Leclerc : les raisons d'une condamnation à 63 millions d'euros
Leclerc a écopé d'une condamnation record : 2 millions d'euros d'amende et 61,3 millions d'euros indûment perçus à rembourser aux fournisseurs. Arguments de Leclerc, motivation des juges : l'analyse de Linéaires.
Dans cette affaire, Leclerc est sanctionné par la Cour d'Appel de Paris pour des clauses de remises de fin d'année ("RFA") mal ficelées. Peu précis, les contrats signés étaient la marque, selon les juges, d'un déséquilibre significatif dans la relation commerciale. D'où la condamnation.
En jeu : la disparition des contreparties
En face, Leclerc se défend finalement peu sur la nature de ces clauses. Ses avocats ont bien cherché à faire valoir un certain équilibre dans les contrats, mais le combat de l'enseigne est ailleurs.
Ce que Leclerc revendique, sur le plan judiciaire comme sur le plan médiatique, c'est la fin de la mascarade qui consiste à habiller les baisses de prix par des compensations particulières.
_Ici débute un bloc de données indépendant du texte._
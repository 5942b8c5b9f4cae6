mod render;
mod server;

use std::path::{Path, PathBuf};
use std::str::FromStr;

use anyhow::{Context, Result, bail};
use clap::{Args, Parser, Subcommand};
use rmcp::{ServiceExt, transport::stdio};

use twin_core::{
    ArchiveOutcome, DisplayPolicy, RecordId, TokenRecord, Verdict, extract, looks_like_report,
};
use twin_store::{Store, TwinConfig, default_data_dir};

#[derive(Parser)]
#[command(name = "twin", about = "Find archived token reports that look like a new one")]
struct Cli {
    /// Enable verbose debug output
    #[arg(long, global = true)]
    verbose: bool,

    #[command(subcommand)]
    command: Commands,
}

#[derive(Subcommand)]
enum Commands {
    /// Start MCP server on stdio transport
    Serve,

    /// Extract report files and add them to the archive
    Archive {
        #[arg(required = true)]
        files: Vec<PathBuf>,
    },

    /// Compare report files against the archive
    Compare {
        #[arg(required = true)]
        files: Vec<PathBuf>,

        /// Print verdicts as JSON
        #[arg(long)]
        json: bool,
    },

    /// Show the similarity threshold, or set it
    Threshold {
        /// New threshold between 0 and 100
        value: Option<f64>,
    },

    /// Forget which contracts were already surfaced
    Reset,

    /// Show archive statistics
    Stats,

    /// List the most recently archived reports
    List {
        #[arg(long, default_value_t = 20)]
        limit: usize,
    },

    /// List every archived contract address, by token name
    Contracts,

    /// Delete archived reports
    Delete {
        #[command(flatten)]
        target: DeleteTarget,
    },

    /// Delete every archived report
    Clear {
        /// Confirm wiping the archive
        #[arg(long)]
        yes: bool,
    },
}

#[derive(Args)]
#[group(required = true, multiple = false)]
struct DeleteTarget {
    /// Contract address of the reports to delete
    contract: Option<String>,

    /// Record id, as printed by `archive`
    #[arg(long)]
    id: Option<RecordId>,

    /// Exact token name
    #[arg(long)]
    name: Option<String>,

    /// The most recently archived report
    #[arg(long)]
    last: bool,

    /// Archive numbers shown by `list`, as FIRST-LAST
    #[arg(long)]
    range: Option<SeqRange>,
}

#[derive(Debug, Clone, Copy)]
struct SeqRange {
    first: i64,
    last: i64,
}

impl FromStr for SeqRange {
    type Err = String;

    fn from_str(s: &str) -> std::result::Result<Self, Self::Err> {
        let (first, last) = s
            .split_once('-')
            .ok_or_else(|| format!("expected FIRST-LAST, got '{s}'"))?;
        let parse = |v: &str| {
            v.trim()
                .parse::<i64>()
                .map_err(|e| format!("invalid archive number '{v}': {e}"))
        };
        let (first, last) = (parse(first)?, parse(last)?);
        if first > last {
            return Err(format!("range start {first} is after its end {last}"));
        }
        Ok(Self { first, last })
    }
}

fn data_dir() -> PathBuf {
    default_data_dir()
}

fn open_policy() -> Result<DisplayPolicy<Store>> {
    let dir = data_dir();
    let config = TwinConfig::load(&dir).context("failed to load config")?;
    let store = Store::open_in_dir(&dir)
        .with_context(|| format!("failed to open store in {}", dir.display()))?;
    Ok(DisplayPolicy::new(store, config.policy_config()))
}

fn init_tracing(verbose: bool) {
    use tracing_subscriber::EnvFilter;

    let filter = if verbose {
        EnvFilter::new("debug")
    } else {
        EnvFilter::from_default_env().add_directive(tracing::Level::WARN.into())
    };

    tracing_subscriber::fmt()
        .with_env_filter(filter)
        .with_writer(std::io::stderr)
        .with_ansi(false)
        .init();
}

#[tokio::main]
async fn main() -> Result<()> {
    let cli = Cli::parse();
    init_tracing(cli.verbose);

    match &cli.command {
        Commands::Serve => cmd_serve().await,
        Commands::Archive { files } => cmd_archive(files),
        Commands::Compare { files, json } => cmd_compare(files, *json),
        Commands::Threshold { value } => cmd_threshold(*value),
        Commands::Reset => cmd_reset(),
        Commands::Stats => cmd_stats(),
        Commands::List { limit } => cmd_list(*limit),
        Commands::Contracts => cmd_contracts(),
        Commands::Delete { target } => cmd_delete(target),
        Commands::Clear { yes } => cmd_clear(*yes),
    }
}

async fn cmd_serve() -> Result<()> {
    let dir = data_dir();
    let config = TwinConfig::load(&dir).context("failed to load config")?;
    let store = Store::open_in_dir(&dir)
        .with_context(|| format!("failed to open store in {}", dir.display()))?;
    tracing::info!("starting MCP server on {}", dir.display());

    let server = server::TwinServer::new(store, config);
    let service = server
        .clone()
        .serve(stdio())
        .await
        .context("failed to start MCP server")?;
    service.waiting().await?;

    server.checkpoint_wal().await;
    Ok(())
}

/// Read and extract a report file. `None` if the text is not a report.
fn read_report(path: &Path) -> Result<Option<TokenRecord>> {
    let text = std::fs::read_to_string(path)
        .with_context(|| format!("failed to read {}", path.display()))?;
    if !looks_like_report(&text) {
        println!("skipped {}: not a token report", path.display());
        return Ok(None);
    }
    Ok(Some(extract(&text)))
}

fn cmd_archive(files: &[PathBuf]) -> Result<()> {
    let policy = open_policy()?;
    for path in files {
        let Some(record) = read_report(path)? else {
            continue;
        };
        let outcome = policy
            .archive(&record)
            .with_context(|| format!("failed to archive {}", path.display()))?;
        match outcome {
            ArchiveOutcome::Stored { id } => println!("archived {} ({id})", record.name),
            ArchiveOutcome::Duplicate { existing } => println!(
                "duplicate {}: contract already archived as {} ({})",
                record.name, existing.record.name, existing.created_at
            ),
        }
    }
    println!("done. tokens={}", policy.repository().count()?);
    Ok(())
}

fn cmd_compare(files: &[PathBuf], json: bool) -> Result<()> {
    let policy = open_policy()?;
    for path in files {
        let Some(record) = read_report(path)? else {
            continue;
        };
        let verdict = policy
            .evaluate(&record)
            .with_context(|| format!("failed to compare {}", path.display()))?;
        if json {
            println!("{}", serde_json::to_string_pretty(&verdict)?);
            continue;
        }
        match &verdict {
            Verdict::Emit(emission) => println!("{}\n", render::render_emission(&record, emission)),
            Verdict::Suppress(reason) => println!("{}", render::render_suppression(&record, reason)),
        }
    }
    Ok(())
}

fn cmd_threshold(value: Option<f64>) -> Result<()> {
    let policy = open_policy()?;
    match value {
        Some(v) => {
            let previous = policy.set_threshold(v).context("failed to set threshold")?;
            println!("threshold: {v:.1} (was {previous:.1})");
        }
        None => {
            let current = policy.threshold().context("failed to read threshold")?;
            println!("threshold: {current:.1}");
        }
    }
    Ok(())
}

fn cmd_reset() -> Result<()> {
    let policy = open_policy()?;
    let cleared = policy.reset_displayed().context("failed to reset")?;
    println!("cleared {cleared} displayed contracts");
    Ok(())
}

fn cmd_stats() -> Result<()> {
    let policy = open_policy()?;
    let store = policy.repository();
    println!("tokens:     {}", store.count()?);
    println!("displayed:  {}", store.displayed_count()?);
    println!(
        "threshold:  {:.1}",
        policy.threshold().context("failed to read threshold")?
    );
    Ok(())
}

fn cmd_list(limit: usize) -> Result<()> {
    let policy = open_policy()?;
    let recent = policy
        .repository()
        .list_recent(limit)
        .context("failed to list tokens")?;
    if recent.is_empty() {
        println!("(no archived reports)");
    }
    for token in recent {
        let record = &token.stored.record;
        println!(
            "#{:<5} {}  {}  {}",
            token.seq,
            token.stored.created_at,
            record.name,
            record.contract_address.as_deref().unwrap_or("-")
        );
    }
    Ok(())
}

fn cmd_contracts() -> Result<()> {
    let policy = open_policy()?;
    let contracts = policy
        .repository()
        .list_contracts()
        .context("failed to list contracts")?;
    if contracts.is_empty() {
        println!("(no archived contracts)");
    }
    for (name, contract) in &contracts {
        println!("{name}  {contract}");
    }
    Ok(())
}

fn cmd_delete(target: &DeleteTarget) -> Result<()> {
    let policy = open_policy()?;
    let store = policy.repository();

    if let Some(contract) = &target.contract {
        let (deleted, names) = store.delete_by_contract(contract).context("failed to delete")?;
        if deleted == 0 {
            println!("no archived reports for {contract}");
        } else {
            println!("deleted {deleted}: {}", names.join(", "));
        }
    } else if let Some(id) = &target.id {
        match store.delete_by_id(id).context("failed to delete")? {
            Some(name) => println!("deleted 1: {name}"),
            None => println!("no archived report with id {id}"),
        }
    } else if let Some(name) = &target.name {
        let deleted = store.delete_by_name(name).context("failed to delete")?;
        if deleted == 0 {
            println!("no archived reports named {name}");
        } else {
            println!("deleted {deleted}: {name}");
        }
    } else if target.last {
        match store.delete_last().context("failed to delete")? {
            Some(name) => println!("deleted 1: {name}"),
            None => println!("(no archived reports)"),
        }
    } else if let Some(SeqRange { first, last }) = target.range {
        let (deleted, names) = store.delete_range(first, last).context("failed to delete")?;
        if deleted == 0 {
            println!("no archived reports in #{first}-#{last}");
        } else {
            println!("deleted {deleted}: {}", names.join(", "));
        }
    }
    Ok(())
}

fn cmd_clear(yes: bool) -> Result<()> {
    let policy = open_policy()?;
    let store = policy.repository();
    if !yes {
        bail!(
            "refusing to delete {} archived reports without --yes",
            store.count()?
        );
    }
    let deleted = store.clear_all().context("failed to clear archive")?;
    println!("cleared {deleted} archived reports");
    Ok(())
}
Si Danone est trop cher par rapport à Yoplait, plutôt que de demander simplement au premier de s’aligner sur le second, faut-il, pour l’obtenir, convenir que Michel-Edouard Leclerc ira faire le zozo deux fois par jour devant la gondole de Danone pour attirer le chaland et obtenir de Danone la baisse de prix qui le rendrait compétitif ? |
Le distributeur, qui dit avoir toujours milité contre le système opaque des coopérations commerciales, veut simplement pouvoir négocier les prix. Point barre. Sans autre contrepartie que la signature du contrat de vente.
Les trois demandes de Leclerc
Devant les juges de la Cour d'Appel, tout comme en 2013 devant ceux du Tribunal de Commerce de Paris (qui avaient donné raison au distributeur en première instance), les avocats de Leclerc ont argumenté que la RFA était une réduction de prix et non la rémunération d'un service.
À ce titre, le distributeur attendait des magistrats de la Cour d'Appel qu'ils jugent la demande du ministère de l’Économie inconstitutionnelle, puisque le gouvernement n'a pas à se mêler de la fixation des prix. L'assignation au départ de cette affaire avait été lancée par Bercy en 2011, pour des pratiques observées en 2009 et 2010.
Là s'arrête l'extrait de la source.